Stored data:
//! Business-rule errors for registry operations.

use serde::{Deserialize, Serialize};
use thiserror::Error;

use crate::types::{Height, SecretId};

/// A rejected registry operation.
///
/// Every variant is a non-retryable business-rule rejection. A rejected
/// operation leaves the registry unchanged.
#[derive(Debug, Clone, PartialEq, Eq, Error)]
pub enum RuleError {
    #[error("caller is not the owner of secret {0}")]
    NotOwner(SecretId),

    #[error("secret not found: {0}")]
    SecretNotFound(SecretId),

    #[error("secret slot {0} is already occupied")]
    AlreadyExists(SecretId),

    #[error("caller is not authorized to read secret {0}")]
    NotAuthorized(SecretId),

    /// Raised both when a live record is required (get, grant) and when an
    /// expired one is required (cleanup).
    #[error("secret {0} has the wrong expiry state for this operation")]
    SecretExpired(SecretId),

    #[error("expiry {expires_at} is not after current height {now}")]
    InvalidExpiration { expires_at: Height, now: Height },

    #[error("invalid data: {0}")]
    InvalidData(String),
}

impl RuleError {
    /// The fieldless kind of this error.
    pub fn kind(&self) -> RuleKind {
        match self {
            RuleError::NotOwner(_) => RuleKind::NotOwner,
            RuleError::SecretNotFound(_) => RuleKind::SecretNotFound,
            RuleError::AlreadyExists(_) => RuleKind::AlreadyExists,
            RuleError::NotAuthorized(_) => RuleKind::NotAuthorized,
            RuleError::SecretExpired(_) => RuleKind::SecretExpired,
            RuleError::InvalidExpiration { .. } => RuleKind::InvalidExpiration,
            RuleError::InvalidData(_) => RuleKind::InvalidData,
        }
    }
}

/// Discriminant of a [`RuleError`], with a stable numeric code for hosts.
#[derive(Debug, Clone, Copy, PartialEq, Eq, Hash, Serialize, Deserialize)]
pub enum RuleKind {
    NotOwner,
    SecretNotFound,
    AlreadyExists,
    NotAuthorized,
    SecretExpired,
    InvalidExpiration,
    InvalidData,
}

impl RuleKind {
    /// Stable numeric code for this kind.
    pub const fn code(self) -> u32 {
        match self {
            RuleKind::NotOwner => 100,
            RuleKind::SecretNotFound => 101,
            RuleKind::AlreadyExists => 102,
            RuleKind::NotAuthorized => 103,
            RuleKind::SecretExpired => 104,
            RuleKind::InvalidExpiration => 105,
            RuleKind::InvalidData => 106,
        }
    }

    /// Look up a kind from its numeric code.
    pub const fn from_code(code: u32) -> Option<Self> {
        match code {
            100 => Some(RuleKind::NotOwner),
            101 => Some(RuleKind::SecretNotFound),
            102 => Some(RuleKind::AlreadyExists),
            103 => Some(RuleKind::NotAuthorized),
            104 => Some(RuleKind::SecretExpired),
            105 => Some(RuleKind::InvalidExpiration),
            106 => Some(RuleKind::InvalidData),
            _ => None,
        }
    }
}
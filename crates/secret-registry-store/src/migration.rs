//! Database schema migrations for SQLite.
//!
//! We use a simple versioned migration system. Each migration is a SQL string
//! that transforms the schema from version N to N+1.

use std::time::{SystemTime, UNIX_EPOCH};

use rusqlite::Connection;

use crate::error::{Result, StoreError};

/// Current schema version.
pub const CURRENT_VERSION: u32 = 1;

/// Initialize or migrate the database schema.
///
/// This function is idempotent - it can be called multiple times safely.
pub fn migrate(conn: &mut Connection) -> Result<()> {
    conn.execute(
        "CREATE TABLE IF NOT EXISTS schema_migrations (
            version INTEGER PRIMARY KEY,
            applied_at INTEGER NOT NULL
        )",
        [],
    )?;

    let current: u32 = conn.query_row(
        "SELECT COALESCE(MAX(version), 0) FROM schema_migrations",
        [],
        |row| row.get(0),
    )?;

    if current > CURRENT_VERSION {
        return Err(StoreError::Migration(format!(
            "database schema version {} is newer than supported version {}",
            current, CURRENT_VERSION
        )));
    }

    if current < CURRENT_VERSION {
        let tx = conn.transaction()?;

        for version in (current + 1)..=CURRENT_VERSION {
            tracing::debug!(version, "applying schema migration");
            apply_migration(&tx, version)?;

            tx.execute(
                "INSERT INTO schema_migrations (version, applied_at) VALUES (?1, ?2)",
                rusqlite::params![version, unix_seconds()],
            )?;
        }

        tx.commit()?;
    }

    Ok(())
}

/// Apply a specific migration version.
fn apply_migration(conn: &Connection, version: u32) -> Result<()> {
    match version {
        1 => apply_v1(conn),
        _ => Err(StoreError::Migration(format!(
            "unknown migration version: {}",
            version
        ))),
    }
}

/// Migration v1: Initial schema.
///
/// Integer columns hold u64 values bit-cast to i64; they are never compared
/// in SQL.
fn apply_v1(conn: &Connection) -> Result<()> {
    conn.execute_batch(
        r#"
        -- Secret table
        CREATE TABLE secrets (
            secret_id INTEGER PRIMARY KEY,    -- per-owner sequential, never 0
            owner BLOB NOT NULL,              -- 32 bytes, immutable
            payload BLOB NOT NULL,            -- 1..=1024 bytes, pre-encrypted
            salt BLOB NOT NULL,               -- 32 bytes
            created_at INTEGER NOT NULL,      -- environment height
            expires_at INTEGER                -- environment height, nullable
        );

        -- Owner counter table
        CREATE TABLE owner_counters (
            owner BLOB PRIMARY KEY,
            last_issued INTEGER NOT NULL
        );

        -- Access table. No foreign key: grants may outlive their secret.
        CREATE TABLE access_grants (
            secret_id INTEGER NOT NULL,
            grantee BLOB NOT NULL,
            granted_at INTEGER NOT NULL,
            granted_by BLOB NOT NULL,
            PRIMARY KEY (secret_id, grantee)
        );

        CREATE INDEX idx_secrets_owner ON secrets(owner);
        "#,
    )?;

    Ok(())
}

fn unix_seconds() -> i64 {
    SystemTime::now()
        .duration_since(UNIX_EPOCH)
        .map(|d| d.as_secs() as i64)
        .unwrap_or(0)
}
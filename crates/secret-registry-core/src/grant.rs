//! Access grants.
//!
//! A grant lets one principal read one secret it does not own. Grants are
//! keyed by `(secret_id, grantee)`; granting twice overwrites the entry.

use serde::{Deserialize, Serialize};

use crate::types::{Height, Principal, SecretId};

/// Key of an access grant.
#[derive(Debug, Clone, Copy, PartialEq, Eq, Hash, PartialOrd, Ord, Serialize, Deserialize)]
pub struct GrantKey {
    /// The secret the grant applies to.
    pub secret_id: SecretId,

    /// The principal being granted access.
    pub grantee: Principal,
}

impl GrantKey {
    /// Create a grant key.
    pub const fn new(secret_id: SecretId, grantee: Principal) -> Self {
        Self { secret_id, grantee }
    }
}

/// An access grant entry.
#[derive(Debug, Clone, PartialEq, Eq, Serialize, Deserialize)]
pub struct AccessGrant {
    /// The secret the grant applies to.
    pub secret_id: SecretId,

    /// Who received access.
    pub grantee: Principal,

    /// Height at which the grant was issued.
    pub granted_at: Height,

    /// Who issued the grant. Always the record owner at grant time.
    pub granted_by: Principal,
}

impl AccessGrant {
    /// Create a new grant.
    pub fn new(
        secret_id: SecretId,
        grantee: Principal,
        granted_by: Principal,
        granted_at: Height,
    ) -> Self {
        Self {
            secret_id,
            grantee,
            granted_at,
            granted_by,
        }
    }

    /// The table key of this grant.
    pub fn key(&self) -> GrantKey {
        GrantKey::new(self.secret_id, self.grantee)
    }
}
---
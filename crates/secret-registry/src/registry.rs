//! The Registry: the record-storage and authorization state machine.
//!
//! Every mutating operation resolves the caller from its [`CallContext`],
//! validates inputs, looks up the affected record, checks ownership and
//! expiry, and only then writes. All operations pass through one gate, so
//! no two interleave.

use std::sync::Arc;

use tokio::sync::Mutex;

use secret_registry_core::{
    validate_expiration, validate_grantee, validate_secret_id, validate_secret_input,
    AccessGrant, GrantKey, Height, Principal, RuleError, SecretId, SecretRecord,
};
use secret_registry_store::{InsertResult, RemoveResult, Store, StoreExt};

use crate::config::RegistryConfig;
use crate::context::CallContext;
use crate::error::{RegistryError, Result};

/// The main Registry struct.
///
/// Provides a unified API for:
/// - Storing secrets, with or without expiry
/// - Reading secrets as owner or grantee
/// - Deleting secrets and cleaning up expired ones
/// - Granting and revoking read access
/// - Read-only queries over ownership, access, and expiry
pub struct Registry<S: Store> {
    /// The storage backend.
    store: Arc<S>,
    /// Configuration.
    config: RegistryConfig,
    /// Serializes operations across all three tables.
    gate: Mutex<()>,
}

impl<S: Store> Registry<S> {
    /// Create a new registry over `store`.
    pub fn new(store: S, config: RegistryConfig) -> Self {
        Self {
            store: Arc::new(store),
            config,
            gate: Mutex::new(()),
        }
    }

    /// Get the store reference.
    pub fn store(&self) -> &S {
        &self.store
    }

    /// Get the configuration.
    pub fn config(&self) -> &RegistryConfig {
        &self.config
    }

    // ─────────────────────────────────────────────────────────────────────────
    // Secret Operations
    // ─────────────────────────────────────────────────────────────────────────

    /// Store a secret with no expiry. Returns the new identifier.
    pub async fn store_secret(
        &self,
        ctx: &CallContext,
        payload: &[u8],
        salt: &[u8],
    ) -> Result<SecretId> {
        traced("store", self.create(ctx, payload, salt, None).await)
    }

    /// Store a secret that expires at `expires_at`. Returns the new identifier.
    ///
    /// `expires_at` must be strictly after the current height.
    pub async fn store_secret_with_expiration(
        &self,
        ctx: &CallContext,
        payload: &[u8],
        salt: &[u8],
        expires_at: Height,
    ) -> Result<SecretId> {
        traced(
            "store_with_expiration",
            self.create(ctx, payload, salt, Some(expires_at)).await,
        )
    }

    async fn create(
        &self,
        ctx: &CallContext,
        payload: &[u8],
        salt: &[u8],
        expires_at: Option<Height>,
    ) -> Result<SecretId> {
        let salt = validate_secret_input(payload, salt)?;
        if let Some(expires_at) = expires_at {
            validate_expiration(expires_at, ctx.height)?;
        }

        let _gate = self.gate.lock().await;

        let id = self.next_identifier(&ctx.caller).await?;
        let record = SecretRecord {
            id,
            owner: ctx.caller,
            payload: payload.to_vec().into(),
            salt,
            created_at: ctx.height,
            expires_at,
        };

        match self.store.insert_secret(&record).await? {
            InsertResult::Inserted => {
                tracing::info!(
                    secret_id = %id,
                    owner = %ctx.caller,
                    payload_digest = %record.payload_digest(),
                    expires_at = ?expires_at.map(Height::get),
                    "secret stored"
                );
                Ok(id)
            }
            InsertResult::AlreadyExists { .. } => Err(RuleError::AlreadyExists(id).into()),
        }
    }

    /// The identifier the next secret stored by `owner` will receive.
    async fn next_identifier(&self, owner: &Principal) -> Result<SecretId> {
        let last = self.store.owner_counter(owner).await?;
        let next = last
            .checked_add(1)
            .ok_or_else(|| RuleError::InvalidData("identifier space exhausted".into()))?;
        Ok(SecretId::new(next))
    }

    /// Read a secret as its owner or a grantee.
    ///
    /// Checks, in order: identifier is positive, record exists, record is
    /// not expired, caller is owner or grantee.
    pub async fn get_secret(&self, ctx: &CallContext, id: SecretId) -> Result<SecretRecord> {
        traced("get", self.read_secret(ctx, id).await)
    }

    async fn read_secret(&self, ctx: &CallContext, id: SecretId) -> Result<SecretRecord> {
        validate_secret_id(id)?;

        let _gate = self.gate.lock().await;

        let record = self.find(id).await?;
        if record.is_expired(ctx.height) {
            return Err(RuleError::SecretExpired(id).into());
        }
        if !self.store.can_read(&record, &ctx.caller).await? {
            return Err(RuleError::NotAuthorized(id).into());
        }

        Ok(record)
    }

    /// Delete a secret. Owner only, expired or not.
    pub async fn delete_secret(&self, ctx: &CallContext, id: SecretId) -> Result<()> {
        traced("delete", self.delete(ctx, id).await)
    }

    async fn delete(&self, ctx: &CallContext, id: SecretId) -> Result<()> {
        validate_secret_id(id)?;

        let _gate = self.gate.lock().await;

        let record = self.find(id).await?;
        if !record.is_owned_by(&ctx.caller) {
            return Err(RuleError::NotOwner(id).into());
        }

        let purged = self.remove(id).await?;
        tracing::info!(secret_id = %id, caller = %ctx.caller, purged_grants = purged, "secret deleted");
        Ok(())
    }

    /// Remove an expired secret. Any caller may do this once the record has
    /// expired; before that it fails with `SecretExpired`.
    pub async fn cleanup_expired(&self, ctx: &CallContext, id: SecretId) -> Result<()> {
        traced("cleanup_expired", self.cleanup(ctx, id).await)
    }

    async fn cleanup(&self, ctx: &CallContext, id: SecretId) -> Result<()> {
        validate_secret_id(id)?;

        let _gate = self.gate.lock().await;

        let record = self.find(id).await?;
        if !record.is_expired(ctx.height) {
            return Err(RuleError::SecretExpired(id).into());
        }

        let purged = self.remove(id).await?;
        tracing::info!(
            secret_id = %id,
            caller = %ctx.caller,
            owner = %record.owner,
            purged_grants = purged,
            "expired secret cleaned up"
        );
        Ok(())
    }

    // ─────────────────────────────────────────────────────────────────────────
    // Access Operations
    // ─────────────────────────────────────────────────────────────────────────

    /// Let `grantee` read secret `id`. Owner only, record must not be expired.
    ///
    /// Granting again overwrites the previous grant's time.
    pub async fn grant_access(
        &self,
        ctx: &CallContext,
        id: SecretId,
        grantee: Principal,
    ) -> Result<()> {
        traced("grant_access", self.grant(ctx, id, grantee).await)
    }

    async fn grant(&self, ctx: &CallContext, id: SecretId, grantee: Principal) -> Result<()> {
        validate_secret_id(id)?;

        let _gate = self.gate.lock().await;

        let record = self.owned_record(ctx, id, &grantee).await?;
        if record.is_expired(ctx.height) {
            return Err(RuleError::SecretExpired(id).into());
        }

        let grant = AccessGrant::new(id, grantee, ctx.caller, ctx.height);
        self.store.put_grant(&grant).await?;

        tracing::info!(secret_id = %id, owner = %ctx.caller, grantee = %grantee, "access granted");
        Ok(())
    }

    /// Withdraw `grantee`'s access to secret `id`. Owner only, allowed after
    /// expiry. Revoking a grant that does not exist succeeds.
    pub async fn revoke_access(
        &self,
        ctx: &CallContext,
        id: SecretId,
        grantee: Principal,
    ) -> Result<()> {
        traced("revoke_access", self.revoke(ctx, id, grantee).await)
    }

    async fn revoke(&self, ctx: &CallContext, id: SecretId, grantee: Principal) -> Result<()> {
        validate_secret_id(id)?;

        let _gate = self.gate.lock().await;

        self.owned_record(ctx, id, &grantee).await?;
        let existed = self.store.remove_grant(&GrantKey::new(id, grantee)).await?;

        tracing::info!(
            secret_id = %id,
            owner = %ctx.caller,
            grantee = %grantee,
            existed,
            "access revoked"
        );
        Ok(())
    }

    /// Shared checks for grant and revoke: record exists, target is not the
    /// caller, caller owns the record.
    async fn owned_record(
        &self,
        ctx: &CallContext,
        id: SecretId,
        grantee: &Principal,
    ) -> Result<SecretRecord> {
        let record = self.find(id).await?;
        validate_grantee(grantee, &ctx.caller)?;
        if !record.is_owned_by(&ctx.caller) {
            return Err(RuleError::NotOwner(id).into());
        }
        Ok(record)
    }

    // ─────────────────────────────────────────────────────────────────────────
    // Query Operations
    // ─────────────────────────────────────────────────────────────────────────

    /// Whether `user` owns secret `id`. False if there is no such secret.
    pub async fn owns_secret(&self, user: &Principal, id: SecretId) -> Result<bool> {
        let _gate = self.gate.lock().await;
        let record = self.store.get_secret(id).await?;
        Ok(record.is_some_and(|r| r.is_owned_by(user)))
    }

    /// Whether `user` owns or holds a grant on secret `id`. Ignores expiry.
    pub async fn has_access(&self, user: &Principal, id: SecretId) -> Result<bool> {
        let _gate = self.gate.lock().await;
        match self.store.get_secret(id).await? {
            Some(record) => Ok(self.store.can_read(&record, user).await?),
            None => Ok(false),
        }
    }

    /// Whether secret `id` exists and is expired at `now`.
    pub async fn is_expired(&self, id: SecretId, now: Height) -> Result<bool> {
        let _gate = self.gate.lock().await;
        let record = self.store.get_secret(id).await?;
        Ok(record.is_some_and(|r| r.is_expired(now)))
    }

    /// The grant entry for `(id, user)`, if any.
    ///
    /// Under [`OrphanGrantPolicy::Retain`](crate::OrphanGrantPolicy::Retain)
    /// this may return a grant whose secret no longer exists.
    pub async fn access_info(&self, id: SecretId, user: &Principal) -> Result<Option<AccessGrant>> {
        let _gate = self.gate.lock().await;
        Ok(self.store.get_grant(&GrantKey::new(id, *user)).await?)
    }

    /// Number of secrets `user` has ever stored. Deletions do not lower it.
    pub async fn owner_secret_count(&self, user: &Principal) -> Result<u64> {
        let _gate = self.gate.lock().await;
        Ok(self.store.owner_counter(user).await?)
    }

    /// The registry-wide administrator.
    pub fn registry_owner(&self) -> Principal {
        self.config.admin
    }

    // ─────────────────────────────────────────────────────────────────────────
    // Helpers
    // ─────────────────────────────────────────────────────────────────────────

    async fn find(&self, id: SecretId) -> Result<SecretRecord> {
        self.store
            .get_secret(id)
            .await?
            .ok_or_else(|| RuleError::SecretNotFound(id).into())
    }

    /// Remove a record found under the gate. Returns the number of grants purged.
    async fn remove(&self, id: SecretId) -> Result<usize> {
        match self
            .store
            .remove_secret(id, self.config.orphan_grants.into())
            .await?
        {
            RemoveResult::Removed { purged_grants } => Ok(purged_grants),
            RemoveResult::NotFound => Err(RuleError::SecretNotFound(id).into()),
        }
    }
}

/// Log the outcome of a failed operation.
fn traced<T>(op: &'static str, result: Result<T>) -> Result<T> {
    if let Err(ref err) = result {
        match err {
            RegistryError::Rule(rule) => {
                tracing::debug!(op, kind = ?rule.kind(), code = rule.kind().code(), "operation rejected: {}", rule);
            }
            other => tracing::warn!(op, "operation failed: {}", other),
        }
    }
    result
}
--
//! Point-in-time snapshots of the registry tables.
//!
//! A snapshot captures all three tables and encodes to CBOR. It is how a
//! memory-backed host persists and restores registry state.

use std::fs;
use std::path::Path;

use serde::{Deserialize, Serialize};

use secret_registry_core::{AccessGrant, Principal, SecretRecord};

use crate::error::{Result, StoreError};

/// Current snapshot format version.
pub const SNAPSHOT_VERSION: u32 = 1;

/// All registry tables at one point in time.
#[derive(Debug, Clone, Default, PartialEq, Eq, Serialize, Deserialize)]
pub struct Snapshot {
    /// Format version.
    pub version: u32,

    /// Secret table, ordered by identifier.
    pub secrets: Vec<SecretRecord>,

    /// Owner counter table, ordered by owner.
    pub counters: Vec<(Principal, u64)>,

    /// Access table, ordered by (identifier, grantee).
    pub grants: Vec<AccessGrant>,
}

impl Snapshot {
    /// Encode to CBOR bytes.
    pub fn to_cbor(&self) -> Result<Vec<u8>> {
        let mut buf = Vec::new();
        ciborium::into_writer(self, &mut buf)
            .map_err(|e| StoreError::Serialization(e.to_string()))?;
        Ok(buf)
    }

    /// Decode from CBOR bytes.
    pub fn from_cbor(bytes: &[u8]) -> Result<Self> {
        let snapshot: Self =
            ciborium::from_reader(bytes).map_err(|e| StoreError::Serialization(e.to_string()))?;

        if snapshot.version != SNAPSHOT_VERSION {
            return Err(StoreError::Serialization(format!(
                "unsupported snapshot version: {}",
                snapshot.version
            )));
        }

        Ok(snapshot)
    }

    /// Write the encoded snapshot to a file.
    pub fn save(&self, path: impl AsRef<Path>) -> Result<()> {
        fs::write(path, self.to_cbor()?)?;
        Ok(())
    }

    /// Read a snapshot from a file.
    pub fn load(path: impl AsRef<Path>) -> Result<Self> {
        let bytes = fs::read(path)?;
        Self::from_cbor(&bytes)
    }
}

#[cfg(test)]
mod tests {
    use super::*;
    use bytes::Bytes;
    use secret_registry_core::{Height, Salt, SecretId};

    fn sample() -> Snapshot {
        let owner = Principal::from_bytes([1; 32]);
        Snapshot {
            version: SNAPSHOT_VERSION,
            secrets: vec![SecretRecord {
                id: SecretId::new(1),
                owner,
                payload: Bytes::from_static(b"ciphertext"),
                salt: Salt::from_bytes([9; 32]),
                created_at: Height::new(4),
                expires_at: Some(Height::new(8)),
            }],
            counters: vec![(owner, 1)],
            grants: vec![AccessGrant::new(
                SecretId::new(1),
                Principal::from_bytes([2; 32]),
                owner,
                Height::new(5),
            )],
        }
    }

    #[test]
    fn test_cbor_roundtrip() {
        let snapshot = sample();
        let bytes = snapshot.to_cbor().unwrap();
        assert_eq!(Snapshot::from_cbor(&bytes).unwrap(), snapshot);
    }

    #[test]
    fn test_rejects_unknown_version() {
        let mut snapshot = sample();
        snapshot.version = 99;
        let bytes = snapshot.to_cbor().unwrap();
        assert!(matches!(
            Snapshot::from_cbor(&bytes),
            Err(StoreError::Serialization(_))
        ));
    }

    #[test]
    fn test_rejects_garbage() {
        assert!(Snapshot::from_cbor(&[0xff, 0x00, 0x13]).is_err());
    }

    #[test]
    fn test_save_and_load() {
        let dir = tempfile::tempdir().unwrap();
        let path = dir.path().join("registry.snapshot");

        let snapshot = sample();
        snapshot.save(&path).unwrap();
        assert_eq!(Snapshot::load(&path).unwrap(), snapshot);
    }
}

- [ASSIGNED TASK]
Please give again the lines above between the line holding "access grant entry." and the line holding "a new grant.", inclusive, exactly as they are and with nothing added.

- [PROBLEM SOLUTION]
/// An access grant entry.
#[derive(Debug, Clone, PartialEq, Eq, Serialize, Deserialize)]
pub struct AccessGrant {
    /// The secret the grant applies to.
    pub secret_id: SecretId,

    /// Who received access.
    pub grantee: Principal,

    /// Height at which the grant was issued.
    pub granted_at: Height,

    /// Who issued the grant. Always the record owner at grant time.
    pub granted_by: Principal,
}

impl AccessGrant {
    /// Create a new grant.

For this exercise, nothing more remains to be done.